Once we had decided to ‘go on safari,’ and we had sent our money to Shai Bar Ilan Geographical Tours, I decided to look at an on-line map to find out exactly where we would be heading. Don’t ask me why, but looking at a map gives me a sense of security, as if I would learn something I didn’t know before.
It looked as if all the places we were scheduled to visit were in close proximity. Of course, there’s ‘close,’ and then there’s ‘close.’ I could mean ‘close,’ as in it takes us twenty minutes to walk to the mall, as opposed to the folks who live down the hill, who need a bus ride to get to the same destination. I wouldn’t consider ourselves ‘close’ to Tel Aviv, although it’s now only a half an hour train ride from Jerusalem.
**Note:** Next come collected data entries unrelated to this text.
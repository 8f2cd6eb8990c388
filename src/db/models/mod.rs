//! Database models and types module.
//! This module contains the diesel row types, request parameters and JSON response shapes.

mod db_models; // Diesel rows and insertables
mod params; // Query, path and body inputs
mod responses; // API response models

// Re-export all models for easier access
pub use db_models::*;
pub use params::*;
pub use responses::*;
In Tanzania, a country much larger than Israel, ‘close’ is…..not so ‘close.’ Not within walking distance; not a hop-ski-and-jump on a train. The second and third night of our trip, we stayed at the aforementioned Oldeana Mountain Lodge, as we would the last three nights (which included Shabbat). Why would we pick up and go somewhere else for just two night? Location, location, location. Wed. and Thurs. we were deep in the heart of the Serengeti, several hours away from our luxury accommodations, too far to commute back and forth. And so we packed two days’ worth of belongings and made our way to the ‘Luxury Camp’ at Turner Springs, smack dab in the middle of the national park. ‘Luxury’ is a bit of a stretch. It is part of the same Wellworth chain of accommodations, and the furnishing are startlingly similar, but there are some obvious differences. In the Mountain Lodge, the ‘wildlife’ looks like this.
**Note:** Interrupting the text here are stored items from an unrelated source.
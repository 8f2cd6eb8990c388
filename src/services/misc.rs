use chrono::NaiveDateTime;

/// Stock level under which a SKU is reported as running low
pub const LOW_STOCK_THRESHOLD: i64 = 10;

/// Formats a number with thousands separators and at most two decimals
///
/// # Arguments
/// * `amount` - Value to format
///
/// # Returns
/// * `String` - e.g. `1,234` or `1,234.5`, decimals only when non-zero
pub fn format_number(amount: f64) -> String {
    let cents = (amount.abs() * 100.0).round() as u64;
    let whole = cents / 100;
    let fraction = cents % 100;

    let digits = whole.to_string();
    let mut text = String::with_capacity(digits.len() + digits.len() / 3 + 4);
    if amount < 0.0 && cents > 0 {
        text.push('-');
    }
    for (i, ch) in digits.chars().enumerate() {
        if i > 0 && (digits.len() - i) % 3 == 0 {
            text.push(',');
        }
        text.push(ch);
    }

    if fraction > 0 {
        let decimals = format!("{:02}", fraction);
        text.push('.');
        text.push_str(decimals.trim_end_matches('0'));
    }
    text
}

/// Formats an amount of yen for display
///
/// # Arguments
/// * `amount` - Amount in yen
///
/// # Returns
/// * `String` - e.g. `1,234円`
pub fn format_yen(amount: f64) -> String {
    format!("{}円", format_number(amount))
}

/// Formats a price range, collapsing it when both ends are equal
///
/// # Arguments
/// * `min` - Lowest price
/// * `max` - Highest price
///
/// # Returns
/// * `String` - `1,000円` or `1,000円 ~ 2,000円`
pub fn format_price_range(min: f64, max: f64) -> String {
    if (max - min).abs() < f64::EPSILON {
        format_yen(min)
    } else {
        format!("{} ~ {}", format_yen(min), format_yen(max))
    }
}

/// Price range of nullable aggregate columns, empty when no price exists
pub fn format_optional_price_range(min: Option<f64>, max: Option<f64>) -> String {
    match (min, max) {
        (Some(min), Some(max)) => format_price_range(min, max),
        (Some(single), None) | (None, Some(single)) => format_yen(single),
        (None, None) => String::new(),
    }
}

/// Cuts a string after `max` characters and marks the cut with an ellipsis
///
/// # Arguments
/// * `value` - Text to shorten
/// * `max` - Number of characters to keep
///
/// # Returns
/// * `String` - The text itself when it already fits
pub fn truncate_chars(value: &str, max: usize) -> String {
    if value.chars().count() <= max {
        return value.to_string();
    }
    let mut cut: String = value.chars().take(max).collect();
    cut.push('…');
    cut
}

/// `2023年10月26日`
pub fn format_jp_date(value: &NaiveDateTime) -> String {
    value.format("%Y年%-m月%-d日").to_string()
}

/// `2023年10月26日 14:03:05`
pub fn format_jp_datetime(value: &NaiveDateTime) -> String {
    value.format("%Y年%m月%d日 %H:%M:%S").to_string()
}

/// Classifies available stock for display
pub fn stock_status(available: i64) -> &'static str {
    if available <= 0 {
        "out_of_stock"
    } else if available < LOW_STOCK_THRESHOLD {
        "low_stock"
    } else {
        "available"
    }
}

/// Number of pages needed for `total` rows
pub fn total_pages(total: i64, limit: i64) -> i64 {
    if total <= 0 || limit <= 0 {
        return 0;
    }
    (total + limit - 1) / limit
}

/// Row offset of a 1-based page
///
/// Pages past the addressable range saturate, so the query simply returns no rows
pub fn page_offset(page: i64, limit: i64) -> i64 {
    (page.max(1) - 1).saturating_mul(limit.max(0))
}

/// Human readable coupon value
///
/// # Arguments
/// * `discount_type` - `percentage` or `fixed`
/// * `discount_value` - Percent or yen, depending on the type
/// * `max_discount_amount` - Cap of a percentage coupon
///
/// # Returns
/// * `String` - e.g. `10% OFF (最大2,000円引)` or `500円引き`
pub fn coupon_discount_text(
    discount_type: &str,
    discount_value: f64,
    max_discount_amount: Option<f64>,
) -> String {
    if discount_type == "percentage" {
        match max_discount_amount {
            Some(cap) => format!(
                "{}% OFF (最大{}引)",
                format_number(discount_value),
                format_yen(cap)
            ),
            None => format!("{}% OFF", format_number(discount_value)),
        }
    } else {
        format!("{}引き", format_yen(discount_value))
    }
}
The Luxury Camp? Remember I wrote that it’s ‘smack dab in the middle of the national park,’ and unlike the Lodge, which is a gated community, here the animals, having no sense of private property, wander about as they please. In the Mountain Lodge, there’s always a staff person with a flashlight to walk you back to your cottage, more as a courtesy in case you lose your way in the dark. Here, when you check in, you’re given the key to your tent, a flashlight, and a walkie-talkie. A walkie talkie? That got your attention, if you even remember what that device is. If we’re in our tent, and we’re ready to go to the dining room or for Yigal’s nightly briefing, just call on our little device and someone with a monster flashlight will come and get us and return us afterwards to our tent. What’s all the fuss about?
A day or so before we arrived, two female lionesses had ambushed a buffalo in the area between tents 8 and 9 and dragged the dead animal to a nearby pit. (We were staying in tent 8, just so you know.) For the next several nights, the lions returned to feast on the carcass. After several days, the jackals would take their turn scavenging, and then the vultures would show up to consume anything that was left over. Waste not, want not.
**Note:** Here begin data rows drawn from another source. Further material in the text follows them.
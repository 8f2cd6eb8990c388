use crate::db::models::{
    NewViewedSku, PaginationInfo, ViewedSkuInfo, ViewedSkuListResponse, ViewedSkuRow,
};
use crate::db::sku::{find_sku_product, SkuDetails};
use crate::db::DbClient;
use crate::errors::ApiError;
use crate::services::misc::{
    format_jp_datetime, format_optional_price_range, page_offset, total_pages,
};
use crate::Result;
use chrono::Utc;
use diesel::sql_types::{BigInt, Int8};
use diesel::{sql_query, ExpressionMethods, QueryDsl};
use diesel_async::RunQueryDsl;
use tracing::{error, info};

/// DbClient helper functions for the user_viewed_skus table
impl DbClient {
    /// Records a SKU in the user's history, a SKU is recorded once
    pub async fn add_viewed_sku(&self, user: i64, sku: &str) -> Result<()> {
        use crate::schema::user_viewed_skus::dsl::*;

        let conn = &mut self.get_db_conn().await?;
        find_sku_product(conn, sku).await?;

        let inserted = diesel::insert_into(user_viewed_skus)
            .values(NewViewedSku {
                user_id: user,
                sku_id: sku,
                viewed_at: Utc::now().naive_utc(),
            })
            .on_conflict((user_id, sku_id))
            .do_nothing()
            .execute(conn)
            .await?;

        if inserted == 0 {
            return Err(ApiError::AlreadyViewed);
        }
        info!("User {} viewed SKU {}", user, sku);
        Ok(())
    }

    /// The user's history, most recent first
    pub async fn get_viewed_history(
        &self,
        user: i64,
        page: i64,
        limit: i64,
    ) -> Result<ViewedSkuListResponse> {
        let conn = &mut self.get_db_conn().await?;

        let total_count = {
            use crate::schema::user_viewed_skus::dsl::*;
            user_viewed_skus
                .filter(user_id.eq(user))
                .count()
                .get_result::<i64>(conn)
                .await?
        };

        let rows = sql_query(
            "SELECT v.sku_id, s.product_id, p.name AS product_name, p.product_code, v.viewed_at,
                    (SELECT CAST(MIN(pr.price) AS DOUBLE PRECISION) FROM prices pr
                      WHERE pr.sku_id = v.sku_id AND pr.is_active) AS min_price,
                    (SELECT CAST(MAX(pr.price) AS DOUBLE PRECISION) FROM prices pr
                      WHERE pr.sku_id = v.sku_id AND pr.is_active) AS max_price,
                    rs.average_rating, rs.review_count,
                    rs.rating_1_count, rs.rating_2_count, rs.rating_3_count,
                    rs.rating_4_count, rs.rating_5_count
             FROM user_viewed_skus v
             JOIN product_skus s ON s.id = v.sku_id
             JOIN products p ON p.id = s.product_id
             LEFT JOIN review_summaries rs ON rs.product_id = p.id
             WHERE v.user_id = $1
             ORDER BY v.viewed_at DESC, v.id DESC
             LIMIT $2 OFFSET $3",
        )
        .bind::<Int8, _>(user)
        .bind::<BigInt, _>(limit)
        .bind::<BigInt, _>(page_offset(page, limit))
        .load::<ViewedSkuRow>(conn)
        .await
        .map_err(|e| {
            error!("Failed to fetch view history: {}", e);
            ApiError::from(e)
        })?;

        let sku_ids: Vec<String> = rows.iter().map(|row| row.sku_id.clone()).collect();
        let details = SkuDetails::load(conn, &sku_ids, Utc::now().naive_utc()).await?;

        let history = rows
            .into_iter()
            .map(|row| ViewedSkuInfo {
                price_range_formatted: format_optional_price_range(row.min_price, row.max_price),
                primary_image: details.primary_image(&row.sku_id),
                review_summary: row.summary.into_info(),
                viewed_at_formatted: format_jp_datetime(&row.viewed_at),
                sku_id: row.sku_id,
                product_id: row.product_id,
                product_name: row.product_name,
                product_code: row.product_code,
            })
            .collect();

        Ok(ViewedSkuListResponse {
            history,
            pagination: PaginationInfo {
                current_page: page,
                limit,
                total_count,
                total_pages: total_pages(total_count, limit),
            },
        })
    }
}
We were in our tent at about 10PM the first night we were there, and then it started: the lions roaring and making other loud, scary noises. We couldn’t be certain, because of how sounds travel in the quiet of the Serengeti, but it sounded as if the lions were prowling directly outside our tent, maybe on our porch. Neither of us was going to stick our noses outside to find out where the growling and the snorting were actually coming from.
I hadn’t bargained for this. If I know anything at all in this life, it’s that I hadn’t bargained for this. And if that wasn’t enough, the next morning, when someone came to get us and escort us to the dining room, using his oversized flashlight to lead the way, there were two eyes staring at us right by tent #9. And then the lioness got up and slinked away. Gevalt!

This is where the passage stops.